脂联素对兔短期缺血再灌注心肌的保护作用  被引量：4

作　　者：魏育涛[1,2] 陈新忠[1] 董念国[1] 朱佳龙[2] 罗波[2] 侯量[2] 

机构地区：[1]华中科技大学同济医学院附属协和医院心外科,武汉430022 [2]新疆石河子大学医学院一附院心胸外科,石河子832008

出　　处：《华中科技大学学报（医学版）》2010年第6期750-753,共4页Acta Medicinae Universitatis Scientiae et Technologiae Huazhong

基　　金：国家自然科学基金资助项目(No.30872541);石河子大学高层次人才项目(No.RCZX200768);石河子大学医学院一附院院级课题资助项目(No.SS2009-048)

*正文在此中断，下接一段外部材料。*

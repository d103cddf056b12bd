//! Lookup Engine: recover a seed from a digest using a sorted table
//! (component H).

use rainbow_core::{reduce, Chain, HashFunction, Scratch, Seed};
use rainbow_store::binary_search_first;

use crate::walker::regenerate;

/// Outcome of a table lookup.
#[derive(Debug, Clone, Copy, PartialEq, Eq)]
pub enum LookupResult {
    Found(Seed),
    NotFound,
}

/// Search `table` (sorted by `.end`, see [`rainbow_store::sort_by_end`]) for
/// the seed that produces `target_digest` under `hash`, assuming it appears
/// somewhere within a chain of length `chain_len`.
///
/// Tries every possible position `j` of the target within an unknown chain,
/// walking forward from a reconstructed digest at that position to the
/// chain's endpoint, then checks the sorted table for a chain ending there.
#[must_use]
pub fn lookup(
    table: &[Chain],
    chain_len: u64,
    hash: &dyn HashFunction,
    target_digest: &[u8],
) -> LookupResult {
    if chain_len == 0 {
        return LookupResult::NotFound;
    }
    let digest_len = hash.digest_len();
    let mut scratch: Scratch = [0u8; 64];

    for j in (0..chain_len).rev() {
        let mut tmp_digest: &[u8] = target_digest;
        let mut owned: Vec<u8> = Vec::new();

        for i in j..chain_len.saturating_sub(1) {
            let r = reduce(tmp_digest, digest_len, i as u32);
            owned = hash.hash(r, &mut scratch).to_vec();
            tmp_digest = &owned;
        }
        let endpoint = reduce(tmp_digest, digest_len, (chain_len - 1) as u32);

        if let Some(mut idx) = binary_search_first(table, endpoint) {
            while idx < table.len() && table[idx].end == endpoint {
                if let Some(seed) = regenerate(table[idx].start, chain_len, hash, target_digest) {
                    return LookupResult::Found(seed);
                }
                idx += 1;
            }
        }
    }

    LookupResult::NotFound
}

#[cfg(test)]
mod tests {
    use super::*;
    use rainbow_hashes::WikiHash;

    #[test]
    fn round_trip_generate_then_lookup() {
        let hash = WikiHash;
        let chain_len = 30u64;
        let mut table: Vec<Chain> = Vec::new();

        for start in 0u32..200 {
            let end = crate::walker::walk(start, chain_len, &hash);
            table.push(Chain::new(start, end));
        }
        rainbow_store::sort_by_end(&mut table);

        for start in [0u32, 57, 123, 199] {
            let mut scratch: Scratch = [0u8; 64];
            let digest = hash.hash(start, &mut scratch).to_vec();
            let result = lookup(&table, chain_len, &hash, &digest);
            assert_eq!(result, LookupResult::Found(start));
        }
    }

    #[test]
    fn digest_never_produced_is_not_found() {
        let hash = WikiHash;
        let chain_len = 10u64;
        let mut table: Vec<Chain> = Vec::new();
        for start in 0u32..20 {
            let end = crate::walker::walk(start, chain_len, &hash);
            table.push(Chain::new(start, end));
        }
        rainbow_store::sort_by_end(&mut table);

        let bogus = [0xffu8; 4];
        assert_eq!(
            lookup(&table, chain_len, &hash, &bogus),
            LookupResult::NotFound
        );
    }

    #[test]
    fn false_positive_endpoint_match_is_rejected() {
        // Build two chains by hand so their endpoints collide, but only one
        // of them actually produces the target digest anywhere along its
        // walk. Using chain_len = 1 makes the walk trivial: end = reduce(hash(start), 0).
        let hash = WikiHash;
        let chain_len = 1u64;

        let real_start = 42u32;
        let mut scratch: Scratch = [0u8; 64];
        let target_digest = hash.hash(real_start, &mut scratch).to_vec();

        let real_end = crate::walker::walk(real_start, chain_len, &hash);

        // Find some other start whose endpoint collides with real_end but
        // whose own hash differs from the target (a manufactured false
        // positive), by brute search over a small range.
        let mut collider = None;
        for candidate in 0u32..5000 {
            if candidate == real_start {
                continue;
            }
            let end = crate::walker::walk(candidate, chain_len, &hash);
            if end == real_end {
                let mut s = [0u8; 64];
                let d = hash.hash(candidate, &mut s);
                if d != target_digest.as_slice() {
                    collider = Some(candidate);
                    break;
                }
            }
        }

        let Some(collider) = collider else {
            // No collision found in range; nothing to assert, but this
            // should not happen for wikihash's 4-byte digest space.
            return;
        };

        let mut table = vec![Chain::new(collider, real_end), Chain::new(real_start, real_end)];
        rainbow_store::sort_by_end(&mut table);

        let result = lookup(&table, chain_len, &hash, &target_digest);
        assert_eq!(result, LookupResult::Found(real_start));
    }
}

摘　　要：目的探讨脂联素(adiponectin,APN)对兔短期缺血再灌注损伤心肌的保护作用并探讨其可能机制。方法 18只新西兰大白兔随机分成3组(n=6),假手术对照组(S组)、缺血/再灌注组(IR组)、脂联素组(APN组)。除S组外,其余两组均接受左冠状动脉前降支15 min阻断和30 min再灌注。APN组于再灌注开始时自耳缘静脉注入重组脂联素50μg/kg。检测心肌组织的细胞凋亡情况,血清肿瘤坏死因子α(TNF-α)水平,一氧化氮(NO)含量;免疫组织化学方法检测Bcl-2、Bax蛋白的表达。结果 APN组心肌细胞凋亡指数低于IR组(P<0.01)。APN组Bcl-2基因的蛋白表达量高于IR组(P<0.05),Bax基因的蛋白表达量低于IR组(P<0.05)。APN组血清TNF-α含量低于IR组(P<0.05),NO含量高于IR组(P<0.01)。结论 APN对短期缺血再灌注心肌有一定保护作用,其机制可能与APN增加血清中的NO含量,降低血清中TNF-α水平及上调Bcl-2基因的蛋白表达,下调Bax基因的蛋白表达有关。Objective To investigate the protective effect of adiponectin on short-term myocardial ischemia-reperfusion injury and the potential mechanism in rabbits.Methods Eighteen rabbits were randomly allocated to three groups（6 in each group）：sham operation group（S group）,ischemia-reperfusion group（IR group）and adiponectin group（APN group）.The rabbits in IR and APN groups were subjected to left anterior descending coronary artery occlusion for 15 min followed by reperfusion for 30 min.In APN group,50 μg/kg adiponectin was injected through ear-border vein within 1 min after ischemia.All animals were killed 30 min after reperfusion for determining the nitric oxide（NO）and tumor necrosis factor-α（TNF-α）in serum.Cardiomyocyte apoptosis was examined by in situ TDT-mediated dUTP nick end labeling（TUNEL）and DNA electrophoresis.The expression of Bcl-2 and Bax proteins was detected by using immunohistochemiscal staining.Results TUNEL detection revealed that the apoptosis index in APN group was obviously lower than that in IR group（P0.01）.The expression of Bcl-2 protein and the concentration of NO in APN group were higher than those in IR group（P0.05 or 0.01）.The expression of Bax protein and the concentration of TNF-α in APN group were lower than those in IR group（P0.05）.Conclusion APN can lower the ratio of apoptosis and protect myocardial cells from IR injury by increasing Bcl-2 expression and decreasing Bax expression.Its mechanism may be involved in the increased concentration of NO and decreased concentration of TNF-α in serum.APN might be potential molecular targets for myocardial IR injury therapy.

关 键 词：细胞凋亡 缺血再灌注 脂联素 

分 类 号：R541.4[医药卫生—心血管疾病]